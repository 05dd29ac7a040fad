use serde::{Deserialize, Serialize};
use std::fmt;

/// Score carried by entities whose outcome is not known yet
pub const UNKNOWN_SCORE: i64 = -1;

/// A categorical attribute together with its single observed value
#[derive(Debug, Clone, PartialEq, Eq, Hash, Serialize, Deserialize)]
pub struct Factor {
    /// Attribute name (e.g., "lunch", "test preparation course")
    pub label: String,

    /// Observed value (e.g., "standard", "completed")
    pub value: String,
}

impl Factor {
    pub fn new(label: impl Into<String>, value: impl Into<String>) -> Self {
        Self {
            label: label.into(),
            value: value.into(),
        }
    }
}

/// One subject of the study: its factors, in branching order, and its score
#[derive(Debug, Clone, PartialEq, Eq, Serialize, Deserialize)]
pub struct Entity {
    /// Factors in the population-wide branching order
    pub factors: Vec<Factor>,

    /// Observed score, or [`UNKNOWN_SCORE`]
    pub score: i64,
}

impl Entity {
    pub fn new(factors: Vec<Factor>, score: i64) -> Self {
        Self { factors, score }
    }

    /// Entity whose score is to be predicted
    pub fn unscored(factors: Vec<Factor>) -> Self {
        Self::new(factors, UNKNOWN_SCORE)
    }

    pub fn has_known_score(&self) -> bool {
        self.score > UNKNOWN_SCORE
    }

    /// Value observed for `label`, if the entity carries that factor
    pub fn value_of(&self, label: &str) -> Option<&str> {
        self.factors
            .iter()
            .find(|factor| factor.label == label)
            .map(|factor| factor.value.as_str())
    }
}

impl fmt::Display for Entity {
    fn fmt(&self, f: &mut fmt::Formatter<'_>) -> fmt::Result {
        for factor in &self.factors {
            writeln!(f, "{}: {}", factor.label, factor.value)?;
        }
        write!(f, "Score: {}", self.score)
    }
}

+===+

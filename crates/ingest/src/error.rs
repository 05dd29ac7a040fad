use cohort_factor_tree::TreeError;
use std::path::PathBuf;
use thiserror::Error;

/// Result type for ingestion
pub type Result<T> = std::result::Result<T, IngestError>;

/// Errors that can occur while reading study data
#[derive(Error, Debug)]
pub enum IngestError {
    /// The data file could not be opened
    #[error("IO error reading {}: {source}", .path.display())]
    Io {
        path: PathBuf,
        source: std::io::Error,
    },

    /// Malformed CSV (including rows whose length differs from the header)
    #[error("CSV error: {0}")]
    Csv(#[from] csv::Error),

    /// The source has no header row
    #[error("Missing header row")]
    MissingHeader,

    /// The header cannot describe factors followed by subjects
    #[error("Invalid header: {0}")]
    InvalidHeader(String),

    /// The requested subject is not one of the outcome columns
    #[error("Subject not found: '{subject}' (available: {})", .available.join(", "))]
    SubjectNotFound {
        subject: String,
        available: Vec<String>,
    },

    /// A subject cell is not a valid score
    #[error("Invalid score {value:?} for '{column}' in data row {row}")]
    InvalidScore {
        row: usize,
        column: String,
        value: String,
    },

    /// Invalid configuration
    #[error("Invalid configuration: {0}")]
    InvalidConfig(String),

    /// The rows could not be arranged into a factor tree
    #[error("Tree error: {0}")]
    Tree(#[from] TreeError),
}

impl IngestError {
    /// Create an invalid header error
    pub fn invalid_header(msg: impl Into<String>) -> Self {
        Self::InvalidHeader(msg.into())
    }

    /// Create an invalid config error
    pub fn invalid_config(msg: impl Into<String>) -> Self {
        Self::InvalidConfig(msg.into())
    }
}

+===+

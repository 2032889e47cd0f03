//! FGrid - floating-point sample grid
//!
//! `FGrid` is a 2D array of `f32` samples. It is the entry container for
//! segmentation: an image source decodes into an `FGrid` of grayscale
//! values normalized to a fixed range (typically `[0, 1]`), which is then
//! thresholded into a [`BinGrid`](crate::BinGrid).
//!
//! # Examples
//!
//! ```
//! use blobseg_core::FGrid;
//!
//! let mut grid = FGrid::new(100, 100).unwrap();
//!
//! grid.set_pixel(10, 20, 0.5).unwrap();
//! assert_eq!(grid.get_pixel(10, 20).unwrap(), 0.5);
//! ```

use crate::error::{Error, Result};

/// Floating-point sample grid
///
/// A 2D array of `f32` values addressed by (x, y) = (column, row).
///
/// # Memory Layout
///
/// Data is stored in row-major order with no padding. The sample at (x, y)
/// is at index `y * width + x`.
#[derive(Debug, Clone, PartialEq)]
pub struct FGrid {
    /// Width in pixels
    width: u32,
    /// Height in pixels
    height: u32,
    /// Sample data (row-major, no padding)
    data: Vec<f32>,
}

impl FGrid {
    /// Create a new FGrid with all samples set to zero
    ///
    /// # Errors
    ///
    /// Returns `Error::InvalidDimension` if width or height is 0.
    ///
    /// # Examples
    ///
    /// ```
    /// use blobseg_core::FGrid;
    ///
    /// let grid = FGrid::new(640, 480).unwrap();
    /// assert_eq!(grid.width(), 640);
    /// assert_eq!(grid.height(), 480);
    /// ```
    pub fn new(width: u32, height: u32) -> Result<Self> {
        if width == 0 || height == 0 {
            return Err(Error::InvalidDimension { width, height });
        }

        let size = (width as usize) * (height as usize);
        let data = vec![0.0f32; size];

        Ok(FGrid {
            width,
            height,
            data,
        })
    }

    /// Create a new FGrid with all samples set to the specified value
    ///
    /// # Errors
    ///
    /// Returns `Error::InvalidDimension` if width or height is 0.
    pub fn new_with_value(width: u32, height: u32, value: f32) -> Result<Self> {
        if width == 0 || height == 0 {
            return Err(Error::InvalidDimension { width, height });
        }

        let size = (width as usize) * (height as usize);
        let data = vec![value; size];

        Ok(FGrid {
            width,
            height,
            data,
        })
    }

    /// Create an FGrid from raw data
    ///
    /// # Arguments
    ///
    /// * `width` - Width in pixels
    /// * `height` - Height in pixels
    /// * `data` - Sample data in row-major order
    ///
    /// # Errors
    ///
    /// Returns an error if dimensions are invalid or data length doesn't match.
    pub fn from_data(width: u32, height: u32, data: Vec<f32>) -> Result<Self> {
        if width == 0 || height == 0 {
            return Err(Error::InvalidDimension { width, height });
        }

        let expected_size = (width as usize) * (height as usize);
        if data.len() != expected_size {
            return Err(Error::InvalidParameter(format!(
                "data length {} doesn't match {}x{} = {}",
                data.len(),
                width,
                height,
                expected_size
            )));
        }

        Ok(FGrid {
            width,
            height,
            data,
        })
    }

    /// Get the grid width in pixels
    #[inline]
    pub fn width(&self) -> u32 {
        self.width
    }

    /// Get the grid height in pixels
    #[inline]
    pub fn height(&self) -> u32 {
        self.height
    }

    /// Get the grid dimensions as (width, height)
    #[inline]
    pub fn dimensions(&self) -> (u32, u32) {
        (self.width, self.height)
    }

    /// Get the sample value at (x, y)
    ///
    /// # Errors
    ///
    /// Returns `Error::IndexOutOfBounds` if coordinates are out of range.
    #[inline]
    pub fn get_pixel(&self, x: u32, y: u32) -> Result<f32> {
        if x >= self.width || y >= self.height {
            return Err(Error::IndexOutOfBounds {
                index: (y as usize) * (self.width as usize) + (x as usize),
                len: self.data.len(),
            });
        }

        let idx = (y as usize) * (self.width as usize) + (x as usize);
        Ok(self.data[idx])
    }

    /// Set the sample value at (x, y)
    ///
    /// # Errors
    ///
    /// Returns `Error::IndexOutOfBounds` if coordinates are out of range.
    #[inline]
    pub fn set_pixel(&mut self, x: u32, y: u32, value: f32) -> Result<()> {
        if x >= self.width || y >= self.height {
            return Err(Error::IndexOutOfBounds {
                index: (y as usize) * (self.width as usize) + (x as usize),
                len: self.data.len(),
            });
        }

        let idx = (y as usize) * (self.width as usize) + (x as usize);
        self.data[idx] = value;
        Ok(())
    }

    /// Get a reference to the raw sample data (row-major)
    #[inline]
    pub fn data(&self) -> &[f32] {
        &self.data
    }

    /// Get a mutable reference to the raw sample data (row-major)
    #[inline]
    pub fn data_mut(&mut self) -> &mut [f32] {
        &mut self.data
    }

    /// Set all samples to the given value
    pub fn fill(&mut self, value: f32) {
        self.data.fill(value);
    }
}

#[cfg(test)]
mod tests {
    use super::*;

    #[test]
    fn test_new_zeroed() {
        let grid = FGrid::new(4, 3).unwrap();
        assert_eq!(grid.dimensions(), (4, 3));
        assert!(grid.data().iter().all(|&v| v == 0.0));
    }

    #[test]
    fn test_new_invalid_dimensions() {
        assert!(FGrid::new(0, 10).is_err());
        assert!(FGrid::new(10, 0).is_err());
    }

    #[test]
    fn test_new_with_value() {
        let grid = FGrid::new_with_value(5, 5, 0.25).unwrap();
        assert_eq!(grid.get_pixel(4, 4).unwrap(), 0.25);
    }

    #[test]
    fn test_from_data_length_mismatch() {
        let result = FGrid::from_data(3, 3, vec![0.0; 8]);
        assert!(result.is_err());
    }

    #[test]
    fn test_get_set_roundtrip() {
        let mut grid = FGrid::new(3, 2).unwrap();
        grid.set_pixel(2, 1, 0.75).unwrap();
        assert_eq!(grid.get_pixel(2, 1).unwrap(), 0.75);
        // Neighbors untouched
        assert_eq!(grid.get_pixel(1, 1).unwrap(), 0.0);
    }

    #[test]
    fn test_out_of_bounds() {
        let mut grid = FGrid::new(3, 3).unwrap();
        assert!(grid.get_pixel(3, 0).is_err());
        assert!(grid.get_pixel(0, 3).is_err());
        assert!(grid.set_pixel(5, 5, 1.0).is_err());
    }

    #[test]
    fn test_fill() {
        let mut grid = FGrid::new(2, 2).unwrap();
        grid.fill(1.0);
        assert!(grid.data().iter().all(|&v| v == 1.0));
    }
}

+===+

Where the word "padding" occurs in a line of the records, copy that line.

/// Data is stored in row-major order with no padding. The sample at (x, y)
    /// Sample data (row-major, no padding)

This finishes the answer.